How to Change the Alarm Sound on Your iPhone
Your iPhone alarm does its job — but if you've been jolted awake by the same default "Radar" tone for years, or you've accidentally set a ringtone that sounds like a phone call, you're not alone. Changing your alarm sound is straightforward once you know where iOS keeps those settings, and there are more options than most people realize.
Where Alarm Sounds Are Actually Controlled
Unlike Android, where alarm settings sometimes live inside a dedicated clock app with its own audio library, iPhone alarm sounds are set inside the Clock app itself — not in Settings > Sounds & Haptics. That's a common point of confusion.
Here's the path:
- Open the Clock app
- Tap the Alarm tab at the bottom
- Tap Edit (top left) then select an alarm, or tap the + to create a new one
- Tap Sound
- Choose from the list of tones, then tap Back and Save
The sound you select applies only to that specific alarm. Each alarm on your iPhone can have its own unique sound, which matters if you use multiple alarms with different purposes.

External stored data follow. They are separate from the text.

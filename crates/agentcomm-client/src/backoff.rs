// ABOUTME: Retry and backoff policies for stream recreation and message sends.
// ABOUTME: Pure state machines so the receive loop and send wrapper stay free of timing arithmetic.

use std::time::Duration;

use tonic::Code;

use crate::error::SessionError;

/// Ceiling on the ResourceExhausted reconnect sleep.
pub const MAX_RESOURCE_EXHAUSTED_DELAY: Duration = Duration::from_secs(10);

/// Consecutive Unavailable errors that trigger a reconnect; one more is fatal.
pub const MAX_UNAVAILABLE_RETRIES: u32 = 6;

/// Attempts made by [`Session::send`](crate::Session::send).
pub const SEND_ATTEMPTS: u32 = 5;

const RESOURCE_EXHAUSTED_STEP: Duration = Duration::from_secs(1);
const UNAVAILABLE_STEP: Duration = Duration::from_millis(200);
const SEND_BACKOFF_STEP: Duration = Duration::from_millis(250);

/// How a stream generation ended.
#[derive(Debug, Clone)]
pub enum StreamEnd {
    /// The server closed the stream cleanly.
    Eof,
    /// The read failed with a status.
    Status(tonic::Status),
}

/// What to do after a stream generation ends.
#[derive(Debug)]
pub enum ReconnectDecision {
    /// Sleep for `delay`, then open a new stream.
    Recreate { delay: Duration },
    /// Close the session with this error.
    Fatal(SessionError),
}

/// Consecutive-failure counters carried from one stream generation to the next.
///
/// Any successful read resets both counters.
#[derive(Debug, Clone, Default, PartialEq, Eq)]
pub struct ReconnectBackoff {
    resource_exhausted: u32,
    unavailable: u32,
}

impl ReconnectBackoff {
    pub fn new() -> Self {
        Self::default()
    }

    /// A read succeeded.
    pub fn reset(&mut self) {
        self.resource_exhausted = 0;
        self.unavailable = 0;
    }

    pub fn resource_exhausted_retries(&self) -> u32 {
        self.resource_exhausted
    }

    pub fn unavailable_retries(&self) -> u32 {
        self.unavailable
    }

    /// Classify how the stream ended and advance the counters.
    pub fn on_stream_end(&mut self, end: &StreamEnd) -> ReconnectDecision {
        let status = match end {
            StreamEnd::Eof => {
                return ReconnectDecision::Recreate {
                    delay: Duration::ZERO,
                }
            }
            StreamEnd::Status(status) => status,
        };

        match status.code() {
            Code::ResourceExhausted => {
                let delay = (RESOURCE_EXHAUSTED_STEP * (self.resource_exhausted + 1))
                    .min(MAX_RESOURCE_EXHAUSTED_DELAY);
                self.resource_exhausted = self.resource_exhausted.saturating_add(1);
                ReconnectDecision::Recreate { delay }
            }
            Code::Unavailable => {
                if self.unavailable >= MAX_UNAVAILABLE_RETRIES {
                    return ReconnectDecision::Fatal(SessionError::TransportUnavailable(
                        status.message().to_string(),
                    ));
                }
                let delay = UNAVAILABLE_STEP * self.unavailable;
                self.unavailable += 1;
                ReconnectDecision::Recreate { delay }
            }
            // Cancelled is the server's idle timeout, DeadlineExceeded our own stream deadline.
            Code::Cancelled | Code::DeadlineExceeded => ReconnectDecision::Recreate {
                delay: Duration::ZERO,
            },
            code => ReconnectDecision::Fatal(SessionError::UnexpectedTransportError {
                code,
                message: status.message().to_string(),
            }),
        }
    }
}

/// Delay before retrying a send that came back ResourceExhausted on `attempt` (1-based).
pub fn send_backoff(attempt: u32) -> Duration {
    SEND_BACKOFF_STEP * attempt
}

#[cfg(test)]
mod tests {
    use super::*;

    fn delay(decision: ReconnectDecision) -> Duration {
        match decision {
            ReconnectDecision::Recreate { delay } => delay,
            ReconnectDecision::Fatal(err) => panic!("unexpected fatal: {}", err),
        }
    }

    fn exhausted() -> StreamEnd {
        StreamEnd::Status(tonic::Status::resource_exhausted("throttled"))
    }

    fn unavailable() -> StreamEnd {
        StreamEnd::Status(tonic::Status::unavailable("connection reset"))
    }

    #[test]
    fn test_resource_exhausted_sequence_is_linear_and_capped() {
        let mut backoff = ReconnectBackoff::new();
        let delays: Vec<u64> = (0..12)
            .map(|_| delay(backoff.on_stream_end(&exhausted())).as_secs())
            .collect();
        assert_eq!(delays, vec![1, 2, 3, 4, 5, 6, 7, 8, 9, 10, 10, 10]);
        assert_eq!(backoff.resource_exhausted_retries(), 12);
    }

    #[test]
    fn test_resource_exhausted_resets_after_success() {
        let mut backoff = ReconnectBackoff::new();
        for _ in 0..3 {
            backoff.on_stream_end(&exhausted());
        }
        assert_eq!(
            delay(backoff.on_stream_end(&exhausted())),
            Duration::from_secs(4)
        );

        backoff.reset();
        assert_eq!(
            delay(backoff.on_stream_end(&exhausted())),
            Duration::from_secs(1)
        );
    }

    #[test]
    fn test_unavailable_sequence_then_fatal() {
        let mut backoff = ReconnectBackoff::new();
        let delays: Vec<u64> = (0..6)
            .map(|_| delay(backoff.on_stream_end(&unavailable())).as_millis() as u64)
            .collect();
        assert_eq!(delays, vec![0, 200, 400, 600, 800, 1000]);

        match backoff.on_stream_end(&unavailable()) {
            ReconnectDecision::Fatal(SessionError::TransportUnavailable(m)) => {
                assert_eq!(m, "connection reset")
            }
            other => panic!("expected fatal, got {:?}", other),
        }
    }

    #[test]
    fn test_counters_are_independent() {
        let mut backoff = ReconnectBackoff::new();
        backoff.on_stream_end(&unavailable());
        backoff.on_stream_end(&unavailable());
        assert_eq!(
            delay(backoff.on_stream_end(&exhausted())),
            Duration::from_secs(1)
        );
        assert_eq!(backoff.unavailable_retries(), 2);
    }

    #[test]
    fn test_normal_close_reconnects_immediately() {
        let mut backoff = ReconnectBackoff::new();
        for end in [
            StreamEnd::Eof,
            StreamEnd::Status(tonic::Status::cancelled("idle")),
            StreamEnd::Status(tonic::Status::deadline_exceeded("deadline")),
        ] {
            assert_eq!(delay(backoff.on_stream_end(&end)), Duration::ZERO);
        }
        assert_eq!(backoff, ReconnectBackoff::new());
    }

    #[test]
    fn test_other_codes_are_fatal() {
        let mut backoff = ReconnectBackoff::new();
        for status in [
            tonic::Status::permission_denied("denied"),
            tonic::Status::internal("boom"),
            tonic::Status::unauthenticated("token"),
        ] {
            let code = status.code();
            match backoff.on_stream_end(&StreamEnd::Status(status)) {
                ReconnectDecision::Fatal(SessionError::UnexpectedTransportError {
                    code: got,
                    ..
                }) => assert_eq!(got, code),
                other => panic!("expected fatal, got {:?}", other),
            }
        }
    }

    #[test]
    fn test_send_backoff() {
        let delays: Vec<u64> = (1..=SEND_ATTEMPTS)
            .map(|a| send_backoff(a).as_millis() as u64)
            .collect();
        assert_eq!(delays, vec![250, 500, 750, 1000, 1250]);
    }
}
// ABOUTME: In-memory transport and identity used by the session integration tests.
// ABOUTME: Each opened stream is handed to the test, which plays the service side.

#![allow(dead_code)]

use std::sync::atomic::{AtomicBool, Ordering};
use std::sync::{Arc, Mutex};
use std::time::Duration;

use agentcomm_client::agentcomm_proto::{
    stream_agent_messages_request, MessageBody, SendAgentMessageRequest, SendAgentMessageResponse,
    Status, StreamAgentMessagesRequest, StreamAgentMessagesResponse,
};
use agentcomm_client::{
    IdentityProvider, InstanceIdentity, MessageSink, MessageSource, Session, SessionConfig,
    SessionError, StreamHandle, StreamMetadata, Transport, WriteError,
};
use async_trait::async_trait;
use tokio::sync::mpsc;
use tokio::time::Instant;

pub const RESOURCE_ID: &str = "projects/123/zones/us-central1-a/instances/456";
pub const CHANNEL_ID: &str = "test-channel";

pub fn config() -> SessionConfig {
    SessionConfig::new(CHANNEL_ID)
}

/// Identity that never touches the network.
#[derive(Debug, Clone, Default)]
pub struct FakeIdentity {
    fail: bool,
}

impl FakeIdentity {
    pub fn new() -> Self {
        Self::default()
    }

    pub fn failing() -> Self {
        Self { fail: true }
    }
}

#[async_trait]
impl IdentityProvider for FakeIdentity {
    async fn token(&self, _audience: &str) -> Result<String, SessionError> {
        if self.fail {
            return Err(SessionError::IdentityUnavailable("metadata server down".to_string()));
        }
        Ok("test-token".to_string())
    }

    async fn instance(&self) -> Result<InstanceIdentity, SessionError> {
        if self.fail {
            return Err(SessionError::IdentityUnavailable("metadata server down".to_string()));
        }
        Ok(InstanceIdentity {
            zone: "us-central1-a".to_string(),
            project_number: "123".to_string(),
            instance_id: "456".to_string(),
        })
    }
}

struct Shared {
    opened: mpsc::UnboundedSender<FakeStream>,
    fail_acks: AtomicBool,
    fail_writes: AtomicBool,
    released: AtomicBool,
    unary: Mutex<Vec<SendAgentMessageRequest>>,
}

/// Marks the transport released once every clone of it is gone.
struct Lease(Arc<Shared>);

impl Drop for Lease {
    fn drop(&mut self) {
        self.0.released.store(true, Ordering::SeqCst);
    }
}

/// Transport whose streams are driven by the test through [`FakeServer`].
#[derive(Clone)]
pub struct FakeTransport {
    shared: Arc<Shared>,
    _lease: Arc<Lease>,
}

impl FakeTransport {
    pub fn new() -> (Self, FakeServer) {
        let (opened, streams) = mpsc::unbounded_channel();
        let shared = Arc::new(Shared {
            opened,
            fail_acks: AtomicBool::new(false),
            fail_writes: AtomicBool::new(false),
            released: AtomicBool::new(false),
            unary: Mutex::new(Vec::new()),
        });
        (
            Self {
                shared: shared.clone(),
                _lease: Arc::new(Lease(shared.clone())),
            },
            FakeServer { streams, shared },
        )
    }
}

#[async_trait]
impl Transport for FakeTransport {
    async fn open_stream(
        &self,
        metadata: &StreamMetadata,
        _deadline: Duration,
    ) -> Result<StreamHandle, SessionError> {
        let (request_tx, requests) = mpsc::unbounded_channel();
        let (responses, response_rx) = mpsc::unbounded_channel();
        let stream = FakeStream {
            metadata: metadata.clone(),
            opened_at: Instant::now(),
            requests,
            responses: Some(responses),
        };
        self.shared
            .opened
            .send(stream)
            .map_err(|_| SessionError::ConnectionFailed("server gone".to_string()))?;

        Ok(StreamHandle {
            sink: Box::new(FakeSink {
                requests: request_tx,
                shared: self.shared.clone(),
            }),
            source: Box::new(FakeSource {
                responses: response_rx,
            }),
        })
    }

    async fn send_agent_message(
        &self,
        metadata: &StreamMetadata,
        request: SendAgentMessageRequest,
    ) -> Result<SendAgentMessageResponse, tonic::Status> {
        assert_eq!(metadata.token, "test-token");
        let echo = request.message_body.clone();
        self.shared
            .unary
            .lock()
            .unwrap()
            .push(request);
        Ok(SendAgentMessageResponse { message_body: echo })
    }
}

struct FakeSink {
    requests: mpsc::UnboundedSender<StreamAgentMessagesRequest>,
    shared: Arc<Shared>,
}

#[async_trait]
impl MessageSink for FakeSink {
    async fn send(&mut self, request: StreamAgentMessagesRequest) -> Result<(), WriteError> {
        if self.shared.fail_writes.load(Ordering::SeqCst) {
            return Err(WriteError::Failed(tonic::Status::internal("broken pipe")));
        }
        if request.is_acknowledgement() && self.shared.fail_acks.load(Ordering::SeqCst) {
            return Err(WriteError::Closed);
        }
        self.requests.send(request).map_err(|_| WriteError::Closed)
    }

    async fn close_send(&mut self) {}
}

struct FakeSource {
    responses: mpsc::UnboundedReceiver<Result<StreamAgentMessagesResponse, tonic::Status>>,
}

#[async_trait]
impl MessageSource for FakeSource {
    async fn recv(&mut self) -> Result<Option<StreamAgentMessagesResponse>, tonic::Status> {
        match self.responses.recv().await {
            Some(Ok(response)) => Ok(Some(response)),
            Some(Err(status)) => Err(status),
            None => Ok(None),
        }
    }
}

/// The service side of a [`FakeTransport`].
pub struct FakeServer {
    streams: mpsc::UnboundedReceiver<FakeStream>,
    shared: Arc<Shared>,
}

impl FakeServer {
    /// The next stream the session opens.
    pub async fn next_stream(&mut self) -> FakeStream {
        tokio::time::timeout(Duration::from_secs(300), self.streams.recv())
            .await
            .expect("no stream opened")
            .expect("transport dropped")
    }

    /// A stream opened but not yet taken by the test.
    pub fn try_next_stream(&mut self) -> Option<FakeStream> {
        self.streams.try_recv().ok()
    }

    /// Make acknowledgement writes report end of stream.
    pub fn fail_acks(&self, fail: bool) {
        self.shared.fail_acks.store(fail, Ordering::SeqCst);
    }

    /// Make every write fail with a non end-of-stream error.
    pub fn fail_writes(&self, fail: bool) {
        self.shared.fail_writes.store(fail, Ordering::SeqCst);
    }

    /// Whether the session has dropped its transport.
    pub fn transport_released(&self) -> bool {
        self.shared.released.load(Ordering::SeqCst)
    }

    pub fn unary_requests(&self) -> Vec<SendAgentMessageRequest> {
        self.shared.unary.lock().unwrap().clone()
    }
}

/// One opened stream, seen from the service.
pub struct FakeStream {
    pub metadata: StreamMetadata,
    pub opened_at: Instant,
    requests: mpsc::UnboundedReceiver<StreamAgentMessagesRequest>,
    responses: Option<mpsc::UnboundedSender<Result<StreamAgentMessagesResponse, tonic::Status>>>,
}

impl FakeStream {
    /// The next envelope the agent wrote.
    pub async fn next_request(&mut self) -> StreamAgentMessagesRequest {
        tokio::time::timeout(Duration::from_secs(300), self.requests.recv())
            .await
            .expect("no request written")
            .expect("stream dropped")
    }

    /// Envelope already written, if any.
    pub fn try_request(&mut self) -> Option<StreamAgentMessagesRequest> {
        self.requests.try_recv().ok()
    }

    /// Wait until the agent drops its end of the stream, discarding envelopes.
    pub async fn wait_closed(&mut self) {
        while self.requests.recv().await.is_some() {}
    }

    /// Read the registration envelope and return its id without answering.
    pub async fn expect_registration(&mut self) -> String {
        let request = self.next_request().await;
        match &request.r#type {
            Some(stream_agent_messages_request::Type::RegisterConnection(register)) => {
                assert_eq!(register.resource_id, RESOURCE_ID);
                assert_eq!(register.channel_id, CHANNEL_ID);
            }
            other => panic!("expected registration, got {:?}", other),
        }
        request.message_id
    }

    /// Read the registration envelope and answer OK.
    pub async fn accept_registration(&mut self) {
        let id = self.expect_registration().await;
        self.respond(id, None);
    }

    /// Read the next application message and return its id and body.
    pub async fn expect_message(&mut self) -> (String, MessageBody) {
        let request = self.next_request().await;
        match request.r#type {
            Some(stream_agent_messages_request::Type::MessageBody(body)) => {
                (request.message_id, body)
            }
            other => panic!("expected message, got {:?}", other),
        }
    }

    /// Read the next acknowledgement and return the id it acknowledges.
    pub async fn expect_ack(&mut self) -> String {
        let request = self.next_request().await;
        assert!(
            request.is_acknowledgement(),
            "expected acknowledgement, got {:?}",
            request
        );
        request.message_id
    }

    pub fn respond(&self, message_id: impl Into<String>, status: Option<Status>) {
        self.push(Ok(StreamAgentMessagesResponse::response(message_id, status)));
    }

    pub fn respond_with(&self, message_id: impl Into<String>, code: tonic::Code, message: &str) {
        self.respond(
            message_id,
            Some(Status {
                code: code as i32,
                message: message.to_string(),
                details: Vec::new(),
            }),
        );
    }

    pub fn deliver(&self, message_id: impl Into<String>, body: MessageBody) {
        self.push(Ok(StreamAgentMessagesResponse::message(message_id, body)));
    }

    /// End the stream with an error status.
    pub fn fail(&self, status: tonic::Status) {
        self.push(Err(status));
    }

    /// End the stream cleanly.
    pub fn end(&mut self) {
        self.responses.take();
    }

    fn push(&self, item: Result<StreamAgentMessagesResponse, tonic::Status>) {
        if let Some(responses) = &self.responses {
            // The session may already have stopped reading this stream.
            let _ = responses.send(item);
        }
    }
}

/// Connect a session over a fresh fake transport and accept its registration.
pub async fn connected() -> (Session, FakeServer, FakeStream) {
    connected_with(config()).await
}

pub async fn connected_with(config: SessionConfig) -> (Session, FakeServer, FakeStream) {
    let (transport, mut server) = FakeTransport::new();
    let connecting = tokio::spawn(
        Session::builder(config)
            .transport(transport)
            .identity(FakeIdentity::new())
            .connect(),
    );
    let mut stream = server.next_stream().await;
    stream.accept_registration().await;
    let session = connecting
        .await
        .expect("connect task panicked")
        .expect("connect failed");
    (session, server, stream)
}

What Sound Options Are Available by Default
When you open the Sound picker, you'll see several categories:
- Ringtones — the same tones used for phone calls, including any custom ones you've purchased or synced
- Alert Tones — shorter, lighter sounds designed for notifications
- Classic — older tones carried over from earlier iOS versions (depending on your iOS version, these may appear as a subsection)
🔔 The default alarm sound is "Radar" — a gradually building electronic pulse. Apple includes roughly 25–30 tones in total across the built-in library, though the exact count varies slightly by iOS version.
You can also set an alarm to use a song from your Apple Music library — but with an important caveat covered below.
Using a Song as Your Alarm Sound
Inside the Sound picker, you'll see a "Pick a Song" option at the top. Tapping it opens your Music library, where you can select any song saved locally to your device.
A few things affect how well this works:
- The song must be downloaded to your device, not just streaming. iCloud Music Library tracks that are cloud-only won't trigger reliably as alarms.
- The alarm starts at the beginning of the song — there's no option to pick a specific timestamp natively within the Clock app.
- Songs from Apple Music subscriptions (not purchased) may behave inconsistently, particularly after a subscription lapses.
If you rely on music as your wake-up sound, this is worth testing before you depend on it for an important morning.
Adding Custom Alarm Sounds
The built-in library covers most use cases, but if you want a completely custom tone — a sound effect, a recorded voice memo, or a specific audio clip — your options depend on how you get that audio onto your device.
GarageBand method: You can create a custom ringtone using GarageBand (free on iOS), export it as a ringtone, and it will appear in your Ringtones list inside the Clock app's Sound picker. This works reliably and doesn't require a computer.
iTunes/Finder sync (macOS or PC): You can convert an audio file to an .m4r format on a computer, then sync it to your iPhone. Once transferred, custom tones appear in the Ringtones section of the Sound picker.
Third-party apps: Some apps in the App Store offer ringtone and alarm tone creation tools, though quality and reliability vary. These typically use the same GarageBand or share-sheet export pathway to install tones onto the device.
The Variables That Change Your Experience 🎵
Not every iPhone user lands in the same situation when they go to change their alarm sound. Several factors shape what options you'll see and how smoothly the process goes:
| Variable | How It Affects Your Options |
|---|---|
| iOS version | Newer versions may reorganize the Sound picker layout or add tones |
| Storage space | Low storage can prevent songs from downloading for use as alarm audio |
| Apple Music subscription | Active vs. lapsed subscriptions affect which songs are accessible |
| Synced ringtones | Custom tones only appear if they've been properly transferred |
| Multiple alarms | Each alarm is independent — changing one doesn't change others |
Vibration and Haptic Settings
Separate from sound, each alarm also has a Haptics setting. In the same Sound picker screen, you can scroll down to choose a vibration pattern, or turn vibration off entirely. For people who sleep with their phone face-down or use Do Not Disturb, this distinction between sound and haptic feedback matters more than it might seem.
When the Alarm Sound Doesn't Change or Doesn't Work
If you've set a new sound and the alarm still plays the old one — or plays nothing — a few things are worth checking:
- Ringer volume vs. alarm volume: Alarm volume is controlled by the slider inside Clock > Alarm > Sound (at the top of the tone list), not the physical side buttons by default
- Do Not Disturb / Focus modes: These do not silence alarms, but it's worth confirming your Focus settings haven't been configured unusually
- Song availability: If a selected song was removed from your library or became unavailable, iOS may revert to a default tone silently
The right alarm sound isn't just a matter of preference — it can affect how reliably you wake up, how jarring the experience is, and whether you even hear it at all depending on your sleep habits and environment. Those factors sit squarely on your side of the equation.